Racisme et Stéréotypes


En France, l’appellation “musique urbaine”, encore largement utilisée par les médias et les acteurs de l’industrie musicale, désigne en réalité les musiques interprétées par des artistes racisés et/ou issus des banlieues. La musique n'est donc plus définie par son style mais par son interprète. Aya Nakamura et Gazo ne sont pas du tout sur le même registre et pourtant, ils sont sont souvent placés dans la même catégorie, “musique urbaine”.


Le Juiice, invitée dans l’émission Planète Rap sur Skyrock, s’exprimait d’ailleurs à ce sujet : “Aya Nakamura ne fais pas de rap, c’est une chanteuse mais elle est noire donc c’est de l’urbain”.


Cette appellation constitue un frein dans la carrière des artistes. Avec l’étiquette “musique urbaine”, les artistes n’ont pas accès aux mêmes radios, ni certaines playlists, ni à certains festivals, ni même à certains médias.
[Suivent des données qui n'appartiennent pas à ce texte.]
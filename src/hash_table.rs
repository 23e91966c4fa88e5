//! A separate-chaining hash table with load-factor driven resizing.
//!
//! Every key lives in the bucket at `hash(key) % bucket_count`, where each
//! bucket is a [`BucketList`]. After an insertion the table doubles its bucket
//! count until `len / bucket_count <= max_load_factor` holds again, rehashing
//! every entry into a freshly allocated bucket array.

use alloc::vec::Vec;
use core::fmt::Debug;
use core::hash::BuildHasher;
use core::hash::Hash;

use log::debug;
use log::trace;

use crate::DefaultHashBuilder;
use crate::bucket_list;
use crate::bucket_list::BucketList;
use crate::config::Config;
use crate::error::ConfigError;
use crate::error::Error;
use crate::error::Result;

#[inline(always)]
fn ratio(len: usize, bucket_count: usize) -> f64 {
    if len == 0 {
        0.0
    } else {
        len as f64 / bucket_count as f64
    }
}

#[inline(always)]
fn index_for(hash: u64, bucket_count: usize) -> usize {
    (hash % bucket_count as u64) as usize
}

/// Smallest `bucket_count * 2^n` that keeps `len` entries within the bound.
fn grown_bucket_count(len: usize, mut bucket_count: usize, max_load_factor: f64) -> usize {
    while ratio(len, bucket_count) > max_load_factor {
        bucket_count = bucket_count
            .checked_mul(2)
            .expect("bucket count overflow");
    }
    bucket_count
}

fn empty_buckets<K, V>(bucket_count: usize) -> Vec<BucketList<K, V>> {
    (0..bucket_count).map(|_| BucketList::new()).collect()
}

/// Bucket chain statistics for a [`HashTable`].
#[cfg(feature = "stats")]
#[derive(Debug, Clone, PartialEq)]
pub struct TableStats {
    /// Number of entries in the table
    pub len: usize,
    /// Number of buckets allocated
    pub bucket_count: usize,
    /// Number of buckets holding no entries
    pub empty_buckets: usize,
    /// Length of the longest bucket chain
    pub longest_chain: usize,
    /// Load factor (len / bucket_count)
    pub load_factor: f64,
}

#[cfg(feature = "stats")]
impl TableStats {
    /// Pretty-print the statistics.
    #[cfg(feature = "std")]
    pub fn print(&self) {
        println!("=== Hash Table Chain Statistics ===");
        println!(
            "Population: {} entries in {} buckets ({:.2}% load factor)",
            self.len,
            self.bucket_count,
            self.load_factor * 100.0
        );
        println!(
            "Empty buckets: {}/{} ({:.2}%)",
            self.empty_buckets,
            self.bucket_count,
            (self.empty_buckets as f64 / self.bucket_count as f64) * 100.0
        );
        println!("Longest chain: {}", self.longest_chain);
    }
}

/// A hash table mapping keys of type `K` to values of type `V`, resolving
/// collisions by chaining.
///
/// Keys are hashed with the [`BuildHasher`] `S`. The table keeps
/// `len / bucket_count <= max_load_factor` after every [`set`] by doubling
/// the bucket array and rehashing all entries.
///
/// [`set`]: HashTable::set
///
/// # Examples
///
/// ```rust
/// use chained_hash::HashTable;
///
/// let mut table: HashTable<&str, i32> = HashTable::with_buckets(4).unwrap();
/// table.set("I", 1);
/// table.set("V", 5);
/// assert_eq!(table.load_factor(), 0.5);
///
/// table.set("X", 10);
/// table.set("L", 50);
/// assert_eq!(table.bucket_count(), 8);
/// assert_eq!(table.get(&"L"), Ok(&50));
///
/// assert_eq!(table.delete(&"I"), Ok(1));
/// assert!(!table.contains(&"I"));
/// ```
#[derive(Clone)]
pub struct HashTable<K, V, S = DefaultHashBuilder> {
    buckets: Vec<BucketList<K, V>>,
    len: usize,
    max_load_factor: f64,
    hash_builder: S,
}

impl<K, V, S> Debug for HashTable<K, V, S>
where
    K: Debug,
    V: Debug,
{
    fn fmt(&self, f: &mut core::fmt::Formatter<'_>) -> core::fmt::Result {
        f.debug_map().entries(self.iter()).finish()
    }
}
use thiserror::Error;

/// Errors returned by [`HashTable`](crate::HashTable) and [`Set`](crate::Set)
/// operations.
///
/// A call that returns one of these leaves the collection exactly as it was
/// before the call.
#[derive(Debug, Clone, Copy, PartialEq, Error)]
pub enum Error {
    /// No entry exists for the requested key.
    #[error("key not found")]
    KeyNotFound,
    /// The element is already a member of the set.
    #[error("element is already present in the set")]
    DuplicateElement,
    /// The table was constructed or resized with unusable parameters.
    #[error("invalid configuration: {0}")]
    InvalidConfiguration(#[from] ConfigError),
}

/// The reason a [`Config`](crate::Config) or resize request was rejected.
#[derive(Debug, Clone, Copy, PartialEq, Error)]
pub enum ConfigError {
    /// A table needs at least one bucket.
    #[error("bucket count must be at least 1")]
    ZeroBuckets,
    /// The maximum load factor must lie in `[MIN_MAX_LOAD_FACTOR, 1]`.
    ///
    /// [`MIN_MAX_LOAD_FACTOR`]: crate::MIN_MAX_LOAD_FACTOR
    #[error("max load factor {0} is outside [{min}, 1]", min = crate::config::MIN_MAX_LOAD_FACTOR)]
    LoadFactorOutOfRange(f64),
}

/// Result alias used throughout the crate.
pub type Result<T> = core::result::Result<T, Error>;
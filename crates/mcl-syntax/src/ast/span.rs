use serde::{Deserialize, Serialize};
use std::fmt;

/// Position of a node within its source file.
#[derive(Debug, Clone, Copy, Default, PartialEq, Eq, Serialize, Deserialize)]
pub struct Span {
    pub line: u32,
    pub column: u32,
}

impl Span {
    pub fn new(line: u32, column: u32) -> Self {
        Span { line, column }
    }
}

/// Full source location of a statement, carried into compiled artifacts
/// for diagnostics.
#[derive(Debug, Clone, Default, PartialEq, Eq, Serialize, Deserialize)]
pub struct SourceLocation {
    pub file: String,
    pub line: u32,
    pub column: u32,
}

impl SourceLocation {
    pub fn new(file: &str, line: u32, column: u32) -> Self {
        SourceLocation {
            file: file.to_string(),
            line,
            column,
        }
    }
}

impl fmt::Display for SourceLocation {
    fn fmt(&self, f: &mut fmt::Formatter<'_>) -> fmt::Result {
        write!(f, "{}:{}:{}", self.file, self.line, self.column)
    }
}
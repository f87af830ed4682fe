use serde::{Deserialize, Serialize};
use std::fmt;

/// Comparison operators allowed in a collection filter.
#[derive(Debug, Clone, Copy, PartialEq, Eq, Serialize, Deserialize)]
pub enum ComparisonOperator {
    Eq,
    Ne,
}

impl fmt::Display for ComparisonOperator {
    fn fmt(&self, f: &mut fmt::Formatter<'_>) -> fmt::Result {
        match self {
            ComparisonOperator::Eq => write!(f, "=="),
            ComparisonOperator::Ne => write!(f, "!="),
        }
    }
}

/// Attribute-operation operators: plain assignment or the append form.
#[derive(Debug, Clone, Copy, PartialEq, Eq, Serialize, Deserialize)]
pub enum AttributeOperator {
    Assign,
    Append,
}

impl AttributeOperator {
    pub fn is_append(&self) -> bool {
        matches!(self, AttributeOperator::Append)
    }
}

impl fmt::Display for AttributeOperator {
    fn fmt(&self, f: &mut fmt::Formatter<'_>) -> fmt::Result {
        match self {
            AttributeOperator::Assign => write!(f, "=>"),
            AttributeOperator::Append => write!(f, "+>"),
        }
    }
}
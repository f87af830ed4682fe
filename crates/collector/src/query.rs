use crate::{
    compiler::FilterCompiler,
    error::{CollectorError, Result},
    eval::{EvalContext, eval_scalar},
};
use mcl_syntax::ast::expr::{Expression, ExpressionKind};
use model::core::value::Value;
use serde::{Serialize, Serializer};

/// Serializable form of a collection filter for an external query backend.
///
/// The wire shape is a compatibility surface: every binary node serializes
/// as the 3-element array `[left, operator, right]` with the operator text
/// exactly as it appears in source (`"and"`, `"or"`, `"=="`, `"!="`), and
/// terminals as bare scalars.
#[derive(Debug, Clone, PartialEq)]
pub enum QueryTree {
    Branch {
        left: Box<QueryTree>,
        operator: String,
        right: Box<QueryTree>,
    },
    Scalar(Value),
}

impl QueryTree {
    pub fn branch(left: QueryTree, operator: &str, right: QueryTree) -> Self {
        QueryTree::Branch {
            left: Box::new(left),
            operator: operator.to_string(),
            right: Box::new(right),
        }
    }

    pub fn to_json(&self) -> serde_json::Value {
        match self {
            QueryTree::Branch {
                left,
                operator,
                right,
            } => serde_json::Value::Array(vec![
                left.to_json(),
                serde_json::Value::from(operator.clone()),
                right.to_json(),
            ]),
            QueryTree::Scalar(value) => value.to_json(),
        }
    }
}

impl Serialize for QueryTree {
    fn serialize<S: Serializer>(&self, serializer: S) -> std::result::Result<S::Ok, S::Error> {
        self.to_json().serialize(serializer)
    }
}

/// Lowers a filter expression into a [`QueryTree`]. Both comparison
/// operands are opaque scalars here; interpreting the left side as an
/// attribute name is the backend's concern.
#[derive(Debug, Default, Clone, Copy)]
pub struct QueryTreeCompiler;

impl QueryTreeCompiler {
    pub fn new() -> Self {
        Self
    }
}

impl FilterCompiler for QueryTreeCompiler {
    type Output = QueryTree;

    fn compile(&self, expr: &Expression, ctx: &EvalContext<'_>) -> Result<QueryTree> {
        match &expr.kind {
            ExpressionKind::And { left, right } => Ok(QueryTree::branch(
                self.compile(left, ctx)?,
                "and",
                self.compile(right, ctx)?,
            )),
            ExpressionKind::Or { left, right } => Ok(QueryTree::branch(
                self.compile(left, ctx)?,
                "or",
                self.compile(right, ctx)?,
            )),
            ExpressionKind::Comparison {
                left,
                operator,
                right,
            } => Ok(QueryTree::branch(
                self.compile(left, ctx)?,
                &operator.to_string(),
                self.compile(right, ctx)?,
            )),
            ExpressionKind::Parenthesized(inner) => self.compile(inner, ctx),
            ExpressionKind::Variable(_)
            | ExpressionKind::BooleanLiteral(_)
            | ExpressionKind::StringLiteral(_)
            | ExpressionKind::InterpolatedString(_)
            | ExpressionKind::NumberLiteral(_)
            | ExpressionKind::Name(_) => Ok(QueryTree::Scalar(eval_scalar(expr, ctx)?)),
            ExpressionKind::Nop => Err(CollectorError::UnsupportedExpression(
                expr.kind.kind_name().to_string(),
            )),
        }
    }
}
use thiserror::Error;

#[derive(Debug, Error)]
pub enum CollectorError {
    #[error("Unsupported expression in collection filter: {0}")]
    UnsupportedExpression(String),

    #[error("Collection type reference is not a resource type name")]
    InvalidTypeReference,

    #[error("Classes cannot be collected")]
    ClassesNotCollectable,

    #[error("Resource type {0} doesn't exist")]
    UnknownResourceType(String),
}

pub type Result<T> = std::result::Result<T, CollectorError>;
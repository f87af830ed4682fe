pub mod collect;
pub mod expr;
pub mod operator;
pub mod span;
//! Compiles MCL collection statements into collectors.
//!
//! The same filter grammar is lowered into two target representations: an
//! executable [`ResourcePredicate`] applied in-process against candidate
//! resources, and a serializable [`QueryTree`] handed to an external store
//! for exported collection. [`CollectorBuilder`] validates the statement,
//! runs the compilers, and registers the resulting [`Collector`] with the
//! compiling context.

pub mod builder;
pub mod collection;
pub mod compiler;
pub mod error;
pub mod eval;
pub mod overrides;
pub mod predicate;
pub mod query;

pub use builder::CollectorBuilder;
pub use collection::{CollectionSink, Collector};
pub use compiler::FilterCompiler;
pub use error::{CollectorError, Result};
pub use eval::{EvalContext, eval_scalar};
pub use overrides::{OverrideRecord, build_overrides};
pub use predicate::{PredicateCompiler, ResourcePredicate};
pub use query::{QueryTree, QueryTreeCompiler};
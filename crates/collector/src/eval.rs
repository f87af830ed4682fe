use crate::error::{CollectorError, Result};
use mcl_syntax::ast::expr::{Expression, ExpressionKind, StringSegment};
use model::core::value::Value;
use std::collections::HashMap;
use tracing::warn;

/// Compile-time evaluation context: the variable bindings visible where the
/// collection statement appears.
pub struct EvalContext<'a> {
    variables: &'a HashMap<String, Value>,
}

impl<'a> EvalContext<'a> {
    pub fn new(variables: &'a HashMap<String, Value>) -> Self {
        EvalContext { variables }
    }

    pub fn lookup(&self, name: &str) -> Option<&Value> {
        self.variables.get(name)
    }
}

/// Evaluate a terminal filter expression to a scalar at compile time.
///
/// Unresolved variables evaluate to `Null` rather than failing, matching
/// the language's undefined-variable semantics. Non-terminal kinds are a
/// hard error; the filter compilers handle those themselves.
pub fn eval_scalar(expr: &Expression, ctx: &EvalContext<'_>) -> Result<Value> {
    match &expr.kind {
        ExpressionKind::BooleanLiteral(value) => Ok(Value::Boolean(*value)),
        ExpressionKind::StringLiteral(value) => Ok(Value::String(value.clone())),
        ExpressionKind::NumberLiteral(value) => Ok(Value::Float(*value)),
        ExpressionKind::Name(name) => Ok(Value::String(name.clone())),
        ExpressionKind::Variable(name) => Ok(ctx.lookup(name).cloned().unwrap_or_else(|| {
            warn!(variable = %name, "unresolved variable in collection filter");
            Value::Null
        })),
        ExpressionKind::InterpolatedString(segments) => {
            let mut out = String::new();
            for segment in segments {
                match segment {
                    StringSegment::Literal(text) => out.push_str(text),
                    StringSegment::Variable(name) => {
                        match ctx.lookup(name).and_then(Value::as_string) {
                            Some(text) => out.push_str(&text),
                            None => {
                                warn!(variable = %name, "unresolved variable in interpolation");
                            }
                        }
                    }
                }
            }
            Ok(Value::String(out))
        }
        other => Err(CollectorError::UnsupportedExpression(
            other.kind_name().to_string(),
        )),
    }
}

#[cfg(test)]
mod tests {
    use super::*;
    use mcl_syntax::ast::span::Span;

    fn expr(kind: ExpressionKind) -> Expression {
        Expression::new(kind, Span::default())
    }

    #[test]
    fn test_literals() {
        let vars = HashMap::new();
        let ctx = EvalContext::new(&vars);

        assert_eq!(
            eval_scalar(&expr(ExpressionKind::BooleanLiteral(true)), &ctx).unwrap(),
            Value::Boolean(true)
        );
        assert_eq!(
            eval_scalar(&expr(ExpressionKind::NumberLiteral(1.5)), &ctx).unwrap(),
            Value::Float(1.5)
        );
        assert_eq!(
            eval_scalar(&expr(ExpressionKind::Name("mode".to_string())), &ctx).unwrap(),
            Value::from("mode")
        );
    }

    #[test]
    fn test_variable_lookup() {
        let mut vars = HashMap::new();
        vars.insert("env".to_string(), Value::from("prod"));
        let ctx = EvalContext::new(&vars);

        assert_eq!(
            eval_scalar(&expr(ExpressionKind::Variable("env".to_string())), &ctx).unwrap(),
            Value::from("prod")
        );
    }

    #[test]
    fn test_unresolved_variable_is_null() {
        let vars = HashMap::new();
        let ctx = EvalContext::new(&vars);

        assert_eq!(
            eval_scalar(&expr(ExpressionKind::Variable("missing".to_string())), &ctx).unwrap(),
            Value::Null
        );
    }

    #[test]
    fn test_interpolation() {
        let mut vars = HashMap::new();
        vars.insert("host".to_string(), Value::from("db01"));
        let ctx = EvalContext::new(&vars);

        let segments = vec![
            StringSegment::Literal("name-".to_string()),
            StringSegment::Variable("host".to_string()),
            StringSegment::Variable("gone".to_string()),
        ];
        assert_eq!(
            eval_scalar(&expr(ExpressionKind::InterpolatedString(segments)), &ctx).unwrap(),
            Value::from("name-db01")
        );
    }

    #[test]
    fn test_non_terminal_is_rejected() {
        let vars = HashMap::new();
        let ctx = EvalContext::new(&vars);

        let and = ExpressionKind::And {
            left: Box::new(expr(ExpressionKind::BooleanLiteral(true))),
            right: Box::new(expr(ExpressionKind::BooleanLiteral(false))),
        };
        let err = eval_scalar(&expr(and), &ctx).unwrap_err();
        assert!(matches!(err, CollectorError::UnsupportedExpression(kind) if kind == "and"));
    }
}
L’artiste se retrouve ainsi enfermé dans ce concept de “musique urbaine”. Selon Ablaye, créateur de contenus, “c’est une forme de racisme musical parce que les artistes ne sont pas reconnus pour ce qu’ils font mais pour ce qu’ils sont”.


Selon la journaliste Dolores Bakela, “C’est une réalité assez dramatique car on empêche ces artistes d’avoir une identité artistique propre qui va au-delà de ce vocable fourre-tout. (...) Ça les empêche simplement d’avoir la licence artistique qu’on octroie à tous les autres artistes qui ne sont pas stigmatisables du fait de leur couleur de peau ou encore du territoire sur lequel ils ont grandi.



Une prise de conscience


Les distinctions entre les genres musicaux sont essentielles pour permettre aux artistes de recevoir des récompenses appropriées. L'appellation "musique urbaine" peut, dans certains cas, regrouper des artistes qui mériteraient d'être reconnus dans des catégories spécifiques, ce qui peut contribuer à l'effacement des artistes afro-descendant.es des catégories principales.


En 2020, Tyler, the Creator déclarait : “Je n’aime pas ce mot ‘urbain’, c’est juste une manière politiquement correcte de dire le ‘N-word’. Quand j’entends ça, je me dis simplement : 'Pourquoi ne pouvons-nous pas être dans la pop ?'".

Suite à ces déclarations, le label américain Republic Records avait élevé la voix contre le terme “Urban music” , ajoutant qu'ils "encouragent le reste de l’industrie de la musique à suivre cette démarche". La forte mobilisation suite à cet appel a poussé les Grammy Awards à réagir. L'organisation change le nom de sa catégorie "Meilleur album urbain" en "Meilleur album R&B Progressif".



En fin de compte, l'appellation "musique urbaine" ne rend pas service à la musique ni à ceux qui la créent. Elle perpétue des stéréotypes et minimise la diversité des genres musicaux. Le terme "musique urbaine" est facilement perçu comme une stigmatisation. Il est désormais temps d'avoir des catégories basées sur la musique et non l'apparence de son auteur.


Au lieu d'utiliser cette étiquette vide de sens, nous devrions reconnaître la richesse et la variété des genres musicaux et célébrer les artistes pour leurs contributions spécifiques, tout en évitant de les enfermer dans des catégories réductrices.